IoC frameworks should be used sparingly, usually only when you need to swap out objects at runtime, according to the environment or configuration. This usually means switching major component "seams" in the application such as the repository objects used to abstract your data layer.
For me, the real power of an IoC framework is to switch implementation in places where you have no control over creation. For example, in ASP.NET MVC, the creation of the controller class is performed by the ASP.NET framework, so injecting anything is impossible. The ASP.NET framework has some hooks that IoC frameworks can use to 'get in-between' the creation process and perform their magic.
Luke
I have a class which is going to need to use the strategy design pattern. At run time I am required to switch different algorithms in and out to see the effects on the performance of the application.
The class in question currently takes four parameters in the constructor, each representing an algorithm.
How using Ninject (or a generalised approach) could I still use IOC but use the strategy pattern?
The current limitation is that my kernel (container) is aware of each algorithm interface, but that can only be bound to one concrete class. The only way around this I can see at the moment is pass in all eight algorithms at construction, but use different interfaces, but this seems totally uncessary. I wouldn't do this if I was not using an IOC container, so there must be some way around this.
Code example:
class MyModule : NinjectModule
{
public override void Load()
{
Bind<Person>().ToSelf();
Bind<IAlgorithm>().To<TestAlgorithm>();
Bind<IAlgorithm>().To<ProductionAlgorithm>();
}
}
Person needs to make use of both algorithms so I can switch at run time. But only TestAlgorithm is bound, as it's the first one in the container.
Let's take a step back and examine a slightly bigger picture. Since you want to be able to switch Strategy at run-time, there must be some kind of signalling mechanism that tells Person to switch the Strategy. If you application is UI-driven, perhaps there a button or drop-down list where the user can select which Strategy to use, but even if this is not the case, some outside caller must map a piece of run-time data to an instance of the Strategy.

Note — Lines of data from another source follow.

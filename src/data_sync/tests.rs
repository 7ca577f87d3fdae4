/// Integration tests for the data synchronization layer
///
/// These tests drive complete multi-chain runs against in-memory chains,
/// from range resolution through fetching and aggregation to the exporters.

#[cfg(test)]
mod integration_tests {
    use super::super::*;
    use crate::error::WindowError;
    use crate::logic::{MultiChainRunnerBuilder, WindowSummary};
    use crate::reporting::{CsvExporter, JsonExporter, ReportExporter};
    use crate::utils::{ConfigLoader, parse_config};
    use alloy_primitives::{Address, B256, Bytes, U256};
    use async_trait::async_trait;
    use num_bigint::BigUint;
    use std::sync::{Arc, Mutex};

    const GENESIS: u64 = 1_700_000_000;
    const CREATED: u8 = 0xcc;
    const RECIPIENT: u8 = 0xee;

    /// Ten 12-second blocks with two 1000 wei transfers each. The second
    /// transaction of block 4 is a failed contract creation.
    fn scenario_chain() -> MockChain {
        (0..10u64).fold(MockChain::regular(10, GENESIS, 12), |chain, n| {
            let txs = (0..2u64)
                .map(|i| {
                    let creation = n == 4 && i == 1;
                    let tx = RawTransaction {
                        hash: B256::left_padding_from(&(n * 2 + i + 1).to_be_bytes()),
                        from: Some(Address::with_last_byte(i as u8 + 1)),
                        to: (!creation).then(|| Address::repeat_byte(RECIPIENT)),
                        value: U256::from(1_000u64),
                        input: if creation { Bytes::from_static(&[0x60, 0x80]) } else { Bytes::new() },
                    };
                    let receipt = RawReceipt {
                        status: !creation,
                        contract_address: creation.then(|| Address::repeat_byte(CREATED)),
                        gas_used: U256::from(21_000u64),
                    };
                    (tx, receipt)
                })
                .collect();
            chain.with_gas(n, 15_000_000, 30_000_000).with_transactions(n, txs)
        })
    }

    fn config(chains: Vec<ChainConfig>) -> AnalyticsConfig {
        AnalyticsConfig { inter_batch_delay_ms: 0, batch_size: 4, chains, ..AnalyticsConfig::default() }
    }

    /// The real client validates settings; the mock answers the calls
    fn mock_port(settings: &ChainSettings) -> Result<Arc<dyn ChainDataPort>, WindowError> {
        JsonRpcChainClient::from_settings(settings)?;
        Ok(Arc::new(scenario_chain()))
    }

    #[derive(Clone, Default)]
    struct RecordingExporter {
        seen: Arc<Mutex<Vec<WindowSummary>>>,
    }

    #[async_trait]
    impl ReportExporter for RecordingExporter {
        fn name(&self) -> &str {
            "recording"
        }

        async fn export(&self, summary: &WindowSummary) -> eyre::Result<()> {
            self.seen.lock().unwrap().push(summary.clone());
            Ok(())
        }
    }

    struct FailingExporter;

    #[async_trait]
    impl ReportExporter for FailingExporter {
        fn name(&self) -> &str {
            "failing"
        }

        async fn export(&self, _summary: &WindowSummary) -> eyre::Result<()> {
            Err(eyre::eyre!("disk full"))
        }
    }

    #[tokio::test]
    async fn test_concrete_scenario_end_to_end() {
        let recorder = RecordingExporter::default();
        let runner = MultiChainRunnerBuilder::new()
            .with_config(config(vec![ChainConfig::new(Chain::Ethereum).with_rpc_url("http://localhost:8545")]))
            .with_port_factory(mock_port)
            .add_exporter(recorder.clone())
            .build()
            .unwrap();

        let runs = runner.run_all().await;
        assert_eq!(runs.len(), 1);

        let outcome = runs[0].result.as_ref().unwrap();
        assert!(outcome.range().partial);
        assert!(outcome.failures().is_empty());

        let summary = outcome.summary().unwrap();
        assert_eq!(summary.blocks.analyzed, 10);
        assert_eq!(summary.transactions.total, 20);
        assert_eq!(summary.transactions.failed, 1);
        assert_eq!(summary.transactions.successful, 19);
        assert_eq!(summary.contracts.total_creations, 1);
        assert_eq!(summary.contracts.unique_contracts, 1);
        assert_eq!(summary.value.total, BigUint::from(20_000u32));
        assert_eq!(summary.value.total_formatted, "0.00000000000002");
        // two senders, the shared recipient and the created contract
        assert_eq!(summary.addresses.unique, 4);
        assert_eq!(summary.data.total_bytes, 2);
        assert_eq!(summary.gas.utilization_rate, 50.0);

        let exported = recorder.seen.lock().unwrap();
        assert_eq!(exported.len(), 1);
        assert_eq!(&exported[0], summary);
    }

    #[tokio::test]
    async fn test_missing_rpc_url_does_not_stop_other_chains() {
        let recorder = RecordingExporter::default();
        let runner = MultiChainRunnerBuilder::new()
            .with_config(config(vec![
                ChainConfig::new(Chain::Ethereum).with_rpc_url("http://localhost:8545"),
                ChainConfig::new(Chain::Polygon),
                ChainConfig::new(Chain::Base).with_rpc_url("http://localhost:9545"),
            ]))
            .with_port_factory(mock_port)
            .add_exporter(recorder.clone())
            .build()
            .unwrap();

        let runs = runner.run_all().await;
        let chains: Vec<Chain> = runs.iter().map(|r| r.chain).collect();
        assert_eq!(chains, vec![Chain::Ethereum, Chain::Polygon, Chain::Base]);

        assert!(runs[0].result.is_ok());
        match &runs[1].result {
            Err(WindowError::ChainUnavailable { chain, reason }) => {
                assert_eq!(*chain, Chain::Polygon);
                assert!(reason.contains("no RPC URL configured"));
            }
            other => panic!("unexpected {:?}", other),
        }
        assert!(runs[2].result.is_ok());

        let exported: Vec<Chain> = recorder.seen.lock().unwrap().iter().map(|s| s.chain).collect();
        assert_eq!(exported, vec![Chain::Ethereum, Chain::Base]);
    }

    #[tokio::test]
    async fn test_default_port_reports_unconfigured_chain() {
        // no factory override: the JSON-RPC client is built and fails before any request
        let runner =
            MultiChainRunnerBuilder::new().with_config(config(vec![ChainConfig::new(Chain::Mantle)])).build().unwrap();
        let runs = runner.run_all().await;
        assert!(matches!(runs[0].result, Err(WindowError::ChainUnavailable { chain: Chain::Mantle, .. })));
    }

    #[tokio::test]
    async fn test_exporter_failure_is_not_fatal() {
        let dir = tempfile::tempdir().unwrap();
        let recorder = RecordingExporter::default();
        let runner = MultiChainRunnerBuilder::new()
            .with_config(config(vec![
                ChainConfig::new(Chain::Ethereum).with_rpc_url("http://localhost:8545"),
                ChainConfig::new(Chain::Optimism).with_rpc_url("http://localhost:9545"),
            ]))
            .with_port_factory(mock_port)
            .add_exporter(FailingExporter)
            .add_exporter(CsvExporter::new(dir.path().join("windows.csv")))
            .add_exporter(JsonExporter::new(dir.path()))
            .add_exporter(recorder.clone())
            .build()
            .unwrap();

        let runs = runner.run_all().await;
        assert!(runs.iter().all(|r| r.result.is_ok()));
        assert_eq!(recorder.seen.lock().unwrap().len(), 2);

        let csv = std::fs::read_to_string(dir.path().join("windows.csv")).unwrap();
        assert_eq!(csv.lines().count(), 3);
        assert!(dir.path().join("ethereum_window.json").exists());
        assert!(dir.path().join("optimism_window.json").exists());
    }

    #[tokio::test]
    async fn test_dropped_blocks_are_reported_not_fatal() {
        let factory = |settings: &ChainSettings| -> Result<Arc<dyn ChainDataPort>, WindowError> {
            JsonRpcChainClient::from_settings(settings)?;
            let first_tx = B256::left_padding_from(&1u64.to_be_bytes());
            Ok(Arc::new(scenario_chain().failing_full_block(3).failing_receipt(first_tx)))
        };
        let runner = MultiChainRunnerBuilder::new()
            .with_config(config(vec![ChainConfig::new(Chain::Arbitrum).with_rpc_url("http://localhost:8545")]))
            .with_port_factory(factory)
            .build()
            .unwrap();

        let runs = runner.run_all().await;
        let outcome = runs[0].result.as_ref().unwrap();
        assert_eq!(outcome.failures().len(), 2);

        let summary = outcome.summary().unwrap();
        assert_eq!(summary.blocks.analyzed, 9);
        assert_eq!(summary.blocks.in_range, 10);
        assert_eq!(summary.dropped_blocks(), 1);
        assert_eq!(summary.transactions.total, 18);
        assert_eq!(summary.transactions.analyzed, 17);
        assert_eq!(summary.transactions.without_receipt, 1);
        assert_eq!(summary.value.total, BigUint::from(17_000u32));
    }

    #[tokio::test]
    async fn test_per_chain_overrides_from_toml() {
        let raw = r#"
            days = 0.001
            max_blocks = 500
            inter_batch_delay_ms = 0

            [[chains]]
            chain = "ethereum"
            rpc_http_url = "http://localhost:8545"
            max_blocks = 3

            [[chains]]
            chain = "bsc"
            rpc_http_url = "http://localhost:8546"
            batch_size = 2
        "#;
        let config: AnalyticsConfig = parse_config(raw).unwrap();
        config.validate().unwrap();

        let runner = MultiChainRunnerBuilder::new().with_config(config).with_port_factory(mock_port).build().unwrap();
        let runs = runner.run_all().await;

        let eth = runs[0].result.as_ref().unwrap();
        assert!(eth.range().capped);
        assert_eq!(eth.range().block_count(), 3);
        assert_eq!(eth.summary().unwrap().blocks.first_block, 7);

        // 86.4 seconds back from block 9 reaches block 2
        let bsc = runs[1].result.as_ref().unwrap();
        assert!(!bsc.range().capped);
        assert!(!bsc.range().partial);
        assert_eq!(bsc.range().start_block, 2);
        assert_eq!(bsc.summary().unwrap().blocks.analyzed, 8);
    }
}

The standard DI solution when you need to map a run-time instance to a dependency is to use an Abstract Factory.
Instead of registering the individual Strategies with the container, you register the factory.
It is entirely possible to write a complete API so that it's DI-friendly, but still DI Container-agnostic.
If you need to vary the IAlgorithm implementation at run-time, you can change Person to require an algorithm factory that provides different concrete algorithms based on run-time conditions.
Some dependency injection containers let you bind to anonymous creational delegates - if Ninject supports that, you could put the decision logic in one of those.